• TASK STATEMENT:
When a line in the entries contains the word "ProjectDirs", copy that line in full.

• EXERCISE INPUT:
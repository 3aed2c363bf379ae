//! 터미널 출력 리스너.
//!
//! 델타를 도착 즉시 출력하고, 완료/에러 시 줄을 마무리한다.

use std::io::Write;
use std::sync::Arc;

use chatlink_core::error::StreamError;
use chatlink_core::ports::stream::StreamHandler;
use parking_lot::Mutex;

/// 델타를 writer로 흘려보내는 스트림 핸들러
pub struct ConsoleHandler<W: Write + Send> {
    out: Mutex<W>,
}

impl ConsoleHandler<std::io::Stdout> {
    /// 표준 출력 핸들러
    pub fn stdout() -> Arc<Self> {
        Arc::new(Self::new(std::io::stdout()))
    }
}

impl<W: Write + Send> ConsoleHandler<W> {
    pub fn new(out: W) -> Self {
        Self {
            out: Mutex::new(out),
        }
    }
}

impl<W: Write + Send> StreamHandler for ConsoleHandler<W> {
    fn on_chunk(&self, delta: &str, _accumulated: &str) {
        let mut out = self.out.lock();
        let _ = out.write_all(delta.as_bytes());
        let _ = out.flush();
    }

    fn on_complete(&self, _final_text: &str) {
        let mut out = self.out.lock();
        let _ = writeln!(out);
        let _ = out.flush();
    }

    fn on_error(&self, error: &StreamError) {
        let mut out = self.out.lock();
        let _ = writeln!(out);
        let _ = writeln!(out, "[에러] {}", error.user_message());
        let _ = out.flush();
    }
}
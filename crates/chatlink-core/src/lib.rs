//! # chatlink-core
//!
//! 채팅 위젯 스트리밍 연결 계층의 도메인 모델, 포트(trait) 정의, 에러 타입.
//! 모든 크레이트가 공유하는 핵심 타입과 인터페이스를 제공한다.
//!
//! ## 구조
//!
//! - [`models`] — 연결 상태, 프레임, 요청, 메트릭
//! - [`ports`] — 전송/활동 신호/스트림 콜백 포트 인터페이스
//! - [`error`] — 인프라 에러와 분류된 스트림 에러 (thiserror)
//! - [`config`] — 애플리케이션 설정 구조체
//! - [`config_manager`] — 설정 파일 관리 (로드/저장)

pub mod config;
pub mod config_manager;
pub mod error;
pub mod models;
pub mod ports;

--

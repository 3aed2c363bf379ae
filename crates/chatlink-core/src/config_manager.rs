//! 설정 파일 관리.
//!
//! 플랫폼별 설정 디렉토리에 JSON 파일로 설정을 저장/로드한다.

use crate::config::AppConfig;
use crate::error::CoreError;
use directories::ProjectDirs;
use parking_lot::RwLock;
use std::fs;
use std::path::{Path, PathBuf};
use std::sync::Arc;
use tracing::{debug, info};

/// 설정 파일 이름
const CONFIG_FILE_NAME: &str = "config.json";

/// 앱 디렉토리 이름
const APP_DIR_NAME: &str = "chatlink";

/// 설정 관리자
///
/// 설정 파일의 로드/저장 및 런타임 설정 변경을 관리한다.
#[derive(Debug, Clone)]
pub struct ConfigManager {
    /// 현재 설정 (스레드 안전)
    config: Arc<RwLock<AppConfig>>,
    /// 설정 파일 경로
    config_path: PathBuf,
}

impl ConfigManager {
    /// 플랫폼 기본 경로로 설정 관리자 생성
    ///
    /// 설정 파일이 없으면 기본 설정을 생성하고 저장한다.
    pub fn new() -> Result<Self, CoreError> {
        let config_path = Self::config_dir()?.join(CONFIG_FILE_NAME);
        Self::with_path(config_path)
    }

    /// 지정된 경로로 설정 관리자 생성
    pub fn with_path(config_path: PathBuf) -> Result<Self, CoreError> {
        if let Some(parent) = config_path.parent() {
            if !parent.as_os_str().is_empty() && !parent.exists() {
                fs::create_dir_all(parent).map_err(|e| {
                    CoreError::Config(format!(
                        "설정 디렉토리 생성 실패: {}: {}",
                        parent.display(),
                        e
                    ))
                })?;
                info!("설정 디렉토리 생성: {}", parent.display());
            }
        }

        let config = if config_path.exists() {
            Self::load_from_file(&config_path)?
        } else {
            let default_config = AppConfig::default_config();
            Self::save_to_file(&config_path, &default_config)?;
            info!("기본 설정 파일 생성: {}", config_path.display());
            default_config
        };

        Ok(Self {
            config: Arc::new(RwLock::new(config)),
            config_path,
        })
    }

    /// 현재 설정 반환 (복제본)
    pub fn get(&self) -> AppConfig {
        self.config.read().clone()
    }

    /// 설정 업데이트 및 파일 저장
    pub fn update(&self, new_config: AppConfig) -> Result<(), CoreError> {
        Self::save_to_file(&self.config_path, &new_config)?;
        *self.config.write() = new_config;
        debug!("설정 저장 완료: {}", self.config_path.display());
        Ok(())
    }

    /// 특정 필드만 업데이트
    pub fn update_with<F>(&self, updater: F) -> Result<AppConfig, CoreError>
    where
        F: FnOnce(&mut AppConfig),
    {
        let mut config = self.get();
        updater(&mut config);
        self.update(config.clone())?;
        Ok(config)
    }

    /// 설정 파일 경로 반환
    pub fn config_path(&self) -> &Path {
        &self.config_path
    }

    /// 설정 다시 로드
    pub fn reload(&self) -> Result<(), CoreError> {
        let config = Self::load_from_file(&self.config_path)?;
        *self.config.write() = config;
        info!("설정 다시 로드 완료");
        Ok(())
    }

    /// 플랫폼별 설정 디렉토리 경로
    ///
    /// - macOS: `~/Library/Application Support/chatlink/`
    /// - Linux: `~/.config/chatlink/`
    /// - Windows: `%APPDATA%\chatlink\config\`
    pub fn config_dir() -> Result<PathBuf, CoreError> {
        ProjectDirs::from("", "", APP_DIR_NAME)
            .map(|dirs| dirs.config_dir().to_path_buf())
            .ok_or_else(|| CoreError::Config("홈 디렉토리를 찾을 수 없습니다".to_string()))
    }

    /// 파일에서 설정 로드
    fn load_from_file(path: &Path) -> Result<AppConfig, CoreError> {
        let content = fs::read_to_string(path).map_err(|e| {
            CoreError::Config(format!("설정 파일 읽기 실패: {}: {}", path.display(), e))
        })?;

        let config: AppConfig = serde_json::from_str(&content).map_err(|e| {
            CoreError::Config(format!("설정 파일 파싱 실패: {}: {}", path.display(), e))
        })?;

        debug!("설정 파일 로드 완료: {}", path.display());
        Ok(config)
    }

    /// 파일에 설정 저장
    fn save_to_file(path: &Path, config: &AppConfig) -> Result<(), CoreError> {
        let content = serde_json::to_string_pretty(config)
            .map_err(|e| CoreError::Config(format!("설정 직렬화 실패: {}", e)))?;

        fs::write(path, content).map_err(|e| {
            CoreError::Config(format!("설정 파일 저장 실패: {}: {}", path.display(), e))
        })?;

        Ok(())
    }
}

• RESULT OF THIS TASK:
use directories::ProjectDirs;
        ProjectDirs::from("", "", APP_DIR_NAME)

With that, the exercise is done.